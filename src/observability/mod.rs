//! Observability subsystem.
//!
//! # Data Flow
//! ```text
//! rpc / resilience / blockchain produce:
//!     → tracing events (structured fields: method, attempt, tx_id)
//!     → metrics.rs (counters through the `metrics` facade)
//!
//! Consumers:
//!     → logging.rs installs a subscriber (binaries and tests only)
//!     → any metrics recorder the embedding application installs
//! ```
//!
//! # Design Decisions
//! - The library never installs a global subscriber or recorder on its own
//! - Private keys and signatures are never logged

pub mod logging;
pub mod metrics;
//! Node HTTP API subsystem.
//!
//! # Data Flow
//! ```text
//! caller (api.rs wrappers, multicall, poller)
//!     → client.rs (path normalization, body encoding)
//!     → resilience::retries (bounded retry, fixed wait, cancellation)
//!     → transport.rs (one POST, capped body read)
//!     → classify: 2xx JSON / Api{status} / Transport / Decode
//! ```
//!
//! # Design Decisions
//! - This is the only network egress point of the crate
//! - Transport is a trait so tests and callers can swap the HTTP stack
//! - Only transport failures and 5xx are retried

pub mod api;
pub mod client;
pub mod transport;

use thiserror::Error;

pub use client::{RpcClient, RpcClientBuilder};
pub use transport::{HttpResponse, ReqwestTransport, Transport};

/// Errors produced by the RPC pipeline.
#[derive(Debug, Clone, PartialEq, Eq, Error)]
pub enum RpcError {
    /// Connection-level failure (DNS, connect, reset, timeout).
    #[error("transport error: {0}")]
    Transport(String),

    /// Non-2xx HTTP status.
    #[error("tron api error: status={status} body={body}")]
    Api { status: u16, body: String },

    /// 2xx response whose body is not the expected JSON.
    #[error("unmarshal response: {message}; body={body}")]
    Decode { message: String, body: String },

    /// Request body could not be serialized.
    #[error("marshal request: {0}")]
    Serialize(String),

    /// Base URL or method path does not form a valid URL.
    #[error("invalid url: {0}")]
    InvalidUrl(String),

    /// Configured header name or value is invalid.
    #[error("invalid header: {0}")]
    InvalidHeader(String),

    /// Caller cancelled while the call was in flight or waiting to retry.
    #[error("request cancelled")]
    Cancelled,
}

impl RpcError {
    /// Transport failures and server-side (5xx) errors are worth another attempt.
    pub fn is_retryable(&self) -> bool {
        match self {
            RpcError::Transport(_) => true,
            RpcError::Api { status, .. } => *status >= 500,
            _ => false,
        }
    }
}

/// Result type for RPC operations.
pub type RpcResult<T> = Result<T, RpcError>;

#[cfg(test)]
mod tests {
    use super::*;

    #[test]
    fn test_retry_classification() {
        assert!(RpcError::Transport("reset".into()).is_retryable());
        assert!(RpcError::Api { status: 500, body: String::new() }.is_retryable());
        assert!(RpcError::Api { status: 503, body: String::new() }.is_retryable());
        assert!(!RpcError::Api { status: 404, body: String::new() }.is_retryable());
        assert!(!RpcError::Api { status: 429, body: String::new() }.is_retryable());
        assert!(!RpcError::Decode { message: "eof".into(), body: String::new() }.is_retryable());
        assert!(!RpcError::Cancelled.is_retryable());
    }

    #[test]
    fn test_error_display() {
        let err = RpcError::Api { status: 502, body: "bad gateway".into() };
        assert_eq!(err.to_string(), "tron api error: status=502 body=bad gateway");
    }
}
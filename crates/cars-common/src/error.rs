//! Error types for the cars ETL pipeline

use thiserror::Error;

/// Result type alias for ETL operations
pub type Result<T> = std::result::Result<T, EtlError>;

/// Main error type for the cars ETL pipeline
#[derive(Error, Debug)]
pub enum EtlError {
    #[error("IO error: {0}")]
    Io(#[from] std::io::Error),

    #[error("Serialization error: {0}")]
    Serialization(#[from] serde_json::Error),

    #[error("Schema mismatch in {file}: expected {expected} columns, got {actual}")]
    Schema {
        file: String,
        expected: usize,
        actual: usize,
    },

    #[error("Configuration error: {0}")]
    Config(String),

    #[error("Database error: {0}")]
    Database(String),

    #[error("CSV error: {0}")]
    Csv(String),

    #[error("Ledger error: {0}")]
    Ledger(String),
}
//! CLI command handlers

pub mod init;
pub mod run;
pub mod status;
//! End-to-end tests for the ETL pipeline
//!
//! These tests validate the full workflow against real temp-dir sinks
//! and a mocked rate endpoint:
//! - dual-sink append + ledger commit
//! - idempotence (second run is a no-op)
//! - fallback rate on endpoint failure
//! - flat-file-sink failure, retryability, and the documented
//!   relational duplication on re-run

use cars_etl::config::{EtlConfig, RateConfig};
use cars_etl::pipeline::{Pipeline, RunOutcome};
use cars_etl::rates::RateSource;
use cars_etl::visualize::{NoopVisualizer, SummaryReportVisualizer};
use serde_json::json;
use sqlx::sqlite::SqlitePoolOptions;
use tempfile::TempDir;
use wiremock::matchers::{method, path};
use wiremock::{Mock, MockServer, ResponseTemplate};

const YEAR: i64 = 2026;

const HEADER: &str = "Maker,Model,Engine,Fuel,Year,Km,Usd\n";

/// Three clean rows
const FILE_A: &str = "Ford,Focus,1.6,Petrol,2018,30000,9000\n\
                      VW,Golf,2.0,Diesel,2015,80000,7000\n\
                      BMW,320i,2.0,Petrol,2020,120000,15000\n";

/// Two clean rows
const FILE_B: &str = "Audi,A4,1.8,Diesel,2016,60000,12000\n\
                      Kia,Rio,1.2,Petrol,2021,20000,8000\n";

fn test_config(dir: &TempDir, rate_endpoint: String) -> EtlConfig {
    std::fs::create_dir_all(dir.path().join("data")).unwrap();
    EtlConfig {
        data_dir: dir.path().join("data"),
        ledger_path: dir.path().join("processed_files.log"),
        database_path: dir.path().join("cars_etl.db"),
        output_csv: dir.path().join("cars_transformed.csv"),
        plots_dir: dir.path().join("plots"),
        rates: RateConfig {
            endpoint: rate_endpoint,
            ..RateConfig::default()
        },
        ..EtlConfig::default()
    }
}

fn write_input(config: &EtlConfig, name: &str, body: &str) {
    std::fs::write(config.data_dir.join(name), format!("{}{}", HEADER, body)).unwrap();
}

async fn mock_rate_server(rate: f64) -> MockServer {
    let server = MockServer::start().await;
    Mock::given(method("GET"))
        .and(path("/latest"))
        .respond_with(
            ResponseTemplate::new(200)
                .set_body_json(json!({"base": "USD", "rates": {"INR": rate}})),
        )
        .mount(&server)
        .await;
    server
}

async fn db_prices_inr(config: &EtlConfig) -> Vec<f64> {
    let pool = SqlitePoolOptions::new()
        .max_connections(1)
        .connect(&config.database_url())
        .await
        .unwrap();
    sqlx::query_scalar::<_, f64>("SELECT price_inr FROM cars_analysis ORDER BY rowid")
        .fetch_all(&pool)
        .await
        .unwrap()
}

async fn db_row_count(config: &EtlConfig) -> i64 {
    let pool = SqlitePoolOptions::new()
        .max_connections(1)
        .connect(&config.database_url())
        .await
        .unwrap();
    sqlx::query_scalar::<_, i64>("SELECT COUNT(*) FROM cars_analysis")
        .fetch_one(&pool)
        .await
        .unwrap()
}

fn ledger_lines(config: &EtlConfig) -> Vec<String> {
    if !config.ledger_path.exists() {
        return Vec::new();
    }
    std::fs::read_to_string(&config.ledger_path)
        .unwrap()
        .lines()
        .map(str::to_string)
        .collect()
}

// ============================================================================
// Happy Path
// ============================================================================

#[tokio::test]
async fn test_end_to_end_two_files() {
    let server = mock_rate_server(85.0).await;
    let dir = TempDir::new().unwrap();
    let config = test_config(&dir, format!("{}/latest", server.uri()));
    write_input(&config, "2024_march.csv", FILE_A);
    write_input(&config, "2024_april.csv", FILE_B);

    let pipeline = Pipeline::new(config.clone()).unwrap();
    let visualizer = SummaryReportVisualizer::new(&config.plots_dir);
    let outcome = pipeline.run_with_year(&visualizer, YEAR).await.unwrap();

    let RunOutcome::Completed(summary) = outcome else {
        panic!("expected a completed run");
    };
    assert_eq!(summary.extracted_rows, 5);
    assert_eq!(summary.loaded_rows, 5);
    assert_eq!(summary.rate, 85.0);
    assert_eq!(summary.rate_source, RateSource::Live);
    assert_eq!(summary.source_files, vec!["2024_april.csv", "2024_march.csv"]);

    // Every row converted at the live rate
    for row in &summary.rows {
        assert_eq!(row.price_inr, row.listing.price * 85.0);
    }

    // Relational sink: 5 rows
    assert_eq!(db_row_count(&config).await, 5);

    // Flat-file sink: header + 5 data rows
    let csv = std::fs::read_to_string(&config.output_csv).unwrap();
    assert_eq!(csv.lines().count(), 6);
    assert!(csv.starts_with("Manufacturer,Model,"));

    // Ledger: exactly the two files
    assert_eq!(ledger_lines(&config), vec!["2024_april.csv", "2024_march.csv"]);

    // Visualization reports written
    assert!(config.plots_dir.join("fuel_type_distribution.csv").exists());
    assert!(config.plots_dir.join("price_distribution.csv").exists());
}

#[tokio::test]
async fn test_second_run_is_skipped() {
    let server = mock_rate_server(85.0).await;
    let dir = TempDir::new().unwrap();
    let config = test_config(&dir, format!("{}/latest", server.uri()));
    write_input(&config, "jan.csv", FILE_A);

    let pipeline = Pipeline::new(config.clone()).unwrap();
    let first = pipeline.run_with_year(&NoopVisualizer, YEAR).await.unwrap();
    assert!(matches!(first, RunOutcome::Completed(_)));

    let csv_before = std::fs::read_to_string(&config.output_csv).unwrap();
    let ledger_before = ledger_lines(&config);

    // No new files: the run short-circuits and mutates nothing
    let second = pipeline.run_with_year(&NoopVisualizer, YEAR).await.unwrap();
    assert!(matches!(second, RunOutcome::Skipped));

    assert_eq!(db_row_count(&config).await, 3);
    assert_eq!(std::fs::read_to_string(&config.output_csv).unwrap(), csv_before);
    assert_eq!(ledger_lines(&config), ledger_before);
}

#[tokio::test]
async fn test_incremental_run_picks_up_only_new_files() {
    let server = mock_rate_server(85.0).await;
    let dir = TempDir::new().unwrap();
    let config = test_config(&dir, format!("{}/latest", server.uri()));
    write_input(&config, "jan.csv", FILE_A);

    let pipeline = Pipeline::new(config.clone()).unwrap();
    pipeline.run_with_year(&NoopVisualizer, YEAR).await.unwrap();

    write_input(&config, "feb.csv", FILE_B);
    let outcome = pipeline.run_with_year(&NoopVisualizer, YEAR).await.unwrap();

    let RunOutcome::Completed(summary) = outcome else {
        panic!("expected a completed run");
    };
    assert_eq!(summary.source_files, vec!["feb.csv"]);
    assert_eq!(summary.loaded_rows, 2);
    assert_eq!(db_row_count(&config).await, 5);
    assert_eq!(ledger_lines(&config), vec!["jan.csv", "feb.csv"]);
}

// ============================================================================
// Fallback Rate
// ============================================================================

#[tokio::test]
async fn test_endpoint_failure_uses_fallback_and_commits() {
    let server = MockServer::start().await;
    Mock::given(method("GET"))
        .and(path("/latest"))
        .respond_with(ResponseTemplate::new(503))
        .mount(&server)
        .await;

    let dir = TempDir::new().unwrap();
    let config = test_config(&dir, format!("{}/latest", server.uri()));
    write_input(&config, "jan.csv", FILE_A);

    let pipeline = Pipeline::new(config.clone()).unwrap();
    let outcome = pipeline.run_with_year(&NoopVisualizer, YEAR).await.unwrap();

    let RunOutcome::Completed(summary) = outcome else {
        panic!("expected a completed run");
    };
    assert_eq!(summary.rate, 83.0);
    assert_eq!(summary.rate_source, RateSource::Fallback);

    // Price_INR = Price * 83 exactly, and the run still committed
    let prices = db_prices_inr(&config).await;
    assert_eq!(prices, vec![9000.0 * 83.0, 7000.0 * 83.0, 15000.0 * 83.0]);
    assert_eq!(ledger_lines(&config), vec!["jan.csv"]);
}

// ============================================================================
// Cleaning
// ============================================================================

#[tokio::test]
async fn test_cleaning_is_reflected_in_sinks() {
    let server = mock_rate_server(85.0).await;
    let dir = TempDir::new().unwrap();
    let config = test_config(&dir, format!("{}/latest", server.uri()));

    // 4 rows: one null mileage, one exact duplicate pair
    write_input(
        &config,
        "jan.csv",
        "Ford,Focus,1.6,Petrol,2018,30000,9000\n\
         VW,Golf,2.0,Diesel,2015,,7000\n\
         BMW,320i,2.0,Petrol,2020,120000,15000\n\
         BMW,320i,2.0,Petrol,2020,120000,15000\n",
    );

    let pipeline = Pipeline::new(config.clone()).unwrap();
    let outcome = pipeline.run_with_year(&NoopVisualizer, YEAR).await.unwrap();

    let RunOutcome::Completed(summary) = outcome else {
        panic!("expected a completed run");
    };
    assert_eq!(summary.extracted_rows, 4);
    assert_eq!(summary.loaded_rows, 2);
    assert_eq!(summary.stats.dropped_invalid, 1);
    assert_eq!(summary.stats.dropped_duplicate, 1);
    assert_eq!(db_row_count(&config).await, 2);
}

// ============================================================================
// Failure Semantics
// ============================================================================

#[tokio::test]
async fn test_schema_mismatch_aborts_without_any_write() {
    let server = mock_rate_server(85.0).await;
    let dir = TempDir::new().unwrap();
    let config = test_config(&dir, format!("{}/latest", server.uri()));
    write_input(&config, "good.csv", FILE_A);
    std::fs::write(config.data_dir.join("bad.csv"), "Maker,Model\nVW,Golf\n").unwrap();

    let pipeline = Pipeline::new(config.clone()).unwrap();
    let result = pipeline.run_with_year(&NoopVisualizer, YEAR).await;

    assert!(result.is_err());
    assert!(!config.database_path.exists());
    assert!(!config.output_csv.exists());
    assert!(ledger_lines(&config).is_empty());
}

#[tokio::test]
async fn test_flat_file_failure_is_retryable_with_documented_duplication() {
    let server = mock_rate_server(85.0).await;
    let dir = TempDir::new().unwrap();
    let mut config = test_config(&dir, format!("{}/latest", server.uri()));
    write_input(&config, "jan.csv", FILE_A);

    // A directory at the CSV path makes the flat-file append fail
    // after the relational write has already committed
    config.output_csv = dir.path().join("blocked");
    std::fs::create_dir(&config.output_csv).unwrap();

    let pipeline = Pipeline::new(config.clone()).unwrap();
    let result = pipeline.run_with_year(&NoopVisualizer, YEAR).await;
    assert!(result.is_err());

    // Relational sink has the batch, ledger does not, flat file empty
    assert_eq!(db_row_count(&config).await, 3);
    assert!(ledger_lines(&config).is_empty());

    // Next run with a working flat-file path re-processes the same
    // files; the relational sink now shows them twice
    config.output_csv = dir.path().join("cars_transformed.csv");
    let pipeline = Pipeline::new(config.clone()).unwrap();
    let outcome = pipeline.run_with_year(&NoopVisualizer, YEAR).await.unwrap();
    assert!(matches!(outcome, RunOutcome::Completed(_)));

    assert_eq!(db_row_count(&config).await, 6);
    assert_eq!(ledger_lines(&config), vec!["jan.csv"]);
    let csv = std::fs::read_to_string(&config.output_csv).unwrap();
    assert_eq!(csv.lines().count(), 4); // header + 3 rows, once
}

#[tokio::test]
async fn test_empty_data_dir_is_skipped() {
    let server = mock_rate_server(85.0).await;
    let dir = TempDir::new().unwrap();
    let config = test_config(&dir, format!("{}/latest", server.uri()));

    let pipeline = Pipeline::new(config.clone()).unwrap();
    let outcome = pipeline.run_with_year(&NoopVisualizer, YEAR).await.unwrap();

    assert!(matches!(outcome, RunOutcome::Skipped));
    assert!(!config.database_path.exists());
    assert!(!config.output_csv.exists());
}
//! Processed-files ledger
//!
//! Append-only log of source files whose rows have been durably
//! written to both sinks. One file name per line, UTF-8,
//! newline-terminated. The in-memory view is rebuilt by reading the
//! whole log at open; the log only grows, there is no compaction.
//!
//! A file name appears here if and only if its batch reached both
//! sinks — the loader commits as its final step, making the ledger the
//! single durability marker for the pipeline.

use cars_common::Result;
use std::collections::HashSet;
use std::fs::OpenOptions;
use std::io::Write;
use std::path::{Path, PathBuf};
use tracing::debug;

/// Ledger of fully committed source files
#[derive(Debug)]
pub struct ProcessedLedger {
    path: PathBuf,
    processed: HashSet<String>,
}

impl ProcessedLedger {
    /// Open a ledger, reading every committed file name into memory.
    ///
    /// A missing log file is an empty ledger, not an error.
    pub fn open(path: impl AsRef<Path>) -> Result<Self> {
        let path = path.as_ref().to_path_buf();

        let processed = if path.exists() {
            std::fs::read_to_string(&path)?
                .lines()
                .filter(|line| !line.is_empty())
                .map(str::to_string)
                .collect()
        } else {
            HashSet::new()
        };

        debug!(path = %path.display(), entries = processed.len(), "Opened ledger");
        Ok(ProcessedLedger { path, processed })
    }

    /// Whether a source file has already been committed
    pub fn is_processed(&self, file_id: &str) -> bool {
        self.processed.contains(file_id)
    }

    /// Set of all committed file names
    pub fn processed_set(&self) -> &HashSet<String> {
        &self.processed
    }

    pub fn len(&self) -> usize {
        self.processed.len()
    }

    pub fn is_empty(&self) -> bool {
        self.processed.is_empty()
    }

    /// Append file names to the log and sync to disk.
    ///
    /// Idempotent: names already present are skipped, so a repeated
    /// commit never produces duplicate lines.
    pub fn commit<I, S>(&mut self, file_ids: I) -> Result<()>
    where
        I: IntoIterator<Item = S>,
        S: AsRef<str>,
    {
        let new_ids: Vec<String> = file_ids
            .into_iter()
            .map(|id| id.as_ref().to_string())
            .filter(|id| !self.processed.contains(id))
            .collect();

        if new_ids.is_empty() {
            return Ok(());
        }

        let mut file = OpenOptions::new()
            .create(true)
            .append(true)
            .open(&self.path)?;

        for id in &new_ids {
            writeln!(file, "{}", id)?;
        }
        file.sync_all()?;

        debug!(path = %self.path.display(), committed = new_ids.len(), "Ledger commit");
        self.processed.extend(new_ids);
        Ok(())
    }
}
//! Cars ETL CLI Library
//!
//! Command definitions and handlers for the `cars` binary.

use clap::{Parser, Subcommand};

pub mod commands;

#[derive(Parser, Debug)]
#[command(name = "cars")]
#[command(author, version, about = "Incremental car-listing ETL pipeline")]
pub struct Cli {
    #[command(subcommand)]
    pub command: Commands,

    /// Verbose output
    #[arg(short, long, global = true)]
    pub verbose: bool,
}

#[derive(Subcommand, Debug)]
pub enum Commands {
    /// Run one extract-transform-load cycle over the data directory
    Run {
        /// Data directory to scan (overrides CARS_DATA_DIR)
        #[arg(short, long)]
        data_dir: Option<String>,

        /// Skip the post-load summary reports
        #[arg(long)]
        no_reports: bool,
    },

    /// Show ledger contents and sink row counts
    Status,

    /// Create the data and reports directories
    Init,
}
//! Currency rate resolver
//!
//! Fetches the conversion rate from a configured HTTP endpoint. Any
//! failure — network, timeout, non-2xx status, malformed body, missing
//! currency field — resolves to the configured fallback rate instead
//! of an error, so the pipeline never stalls on the rate service. The
//! caller can observe which source was used via [`RateSource`].

use crate::config::RateConfig;
use cars_common::{EtlError, Result};
use reqwest::Client;
use serde::Deserialize;
use std::collections::HashMap;
use std::time::Duration;
use tracing::{debug, warn};

/// Where a resolved rate came from
#[derive(Debug, Clone, Copy, PartialEq, Eq)]
pub enum RateSource {
    /// Fetched from the live endpoint
    Live,
    /// Configured fallback constant, endpoint unavailable
    Fallback,
}

/// A resolved conversion rate
#[derive(Debug, Clone, Copy, PartialEq)]
pub struct ResolvedRate {
    /// Units of target currency per one unit of source currency
    pub rate: f64,
    pub source: RateSource,
}

/// Response shape of the rate endpoint (`rates.<currency>`)
#[derive(Debug, Deserialize)]
struct RatesResponse {
    rates: HashMap<String, f64>,
}

/// HTTP client for the rate endpoint
pub struct RateResolver {
    client: Client,
    config: RateConfig,
}

impl RateResolver {
    /// Create a new resolver with a bounded request timeout
    pub fn new(config: RateConfig) -> Result<Self> {
        config.validate()?;

        let client = Client::builder()
            .timeout(Duration::from_secs(config.timeout_secs))
            .user_agent("cars-etl/0.1")
            .build()
            .map_err(|e| EtlError::Config(format!("Failed to build HTTP client: {}", e)))?;

        Ok(RateResolver { client, config })
    }

    /// Resolve the conversion rate.
    ///
    /// Never fails: any error on the live path yields the fallback
    /// rate, logged at warn.
    pub async fn resolve(&self) -> ResolvedRate {
        match self.fetch_live().await {
            Ok(rate) if rate > 0.0 => {
                debug!(rate, currency = %self.config.currency, "Fetched live exchange rate");
                ResolvedRate {
                    rate,
                    source: RateSource::Live,
                }
            },
            Ok(rate) => {
                warn!(
                    rate,
                    fallback = self.config.fallback_rate,
                    "Rate endpoint returned a non-positive rate, using fallback"
                );
                self.fallback()
            },
            Err(e) => {
                warn!(
                    error = %e,
                    fallback = self.config.fallback_rate,
                    "Rate endpoint failed, using fallback"
                );
                self.fallback()
            },
        }
    }

    fn fallback(&self) -> ResolvedRate {
        ResolvedRate {
            rate: self.config.fallback_rate,
            source: RateSource::Fallback,
        }
    }

    async fn fetch_live(&self) -> std::result::Result<f64, anyhow::Error> {
        let response = self
            .client
            .get(&self.config.endpoint)
            .send()
            .await?
            .error_for_status()?;

        let body: RatesResponse = response.json().await?;

        body.rates.get(&self.config.currency).copied().ok_or_else(|| {
            anyhow::anyhow!("Currency {} missing from rate response", self.config.currency)
        })
    }
}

■ ■ ■ ■ ■ ■ ■

§ Exercise description: Which lines of the listing contain the word "PartialEq"? Copy each of them.

§ Task answer:
#[derive(Debug, Clone, PartialEq, Eq, Error)]
#[derive(Debug, Clone, Copy, PartialEq, Eq)]
#[derive(Debug, Clone, Copy, PartialEq)]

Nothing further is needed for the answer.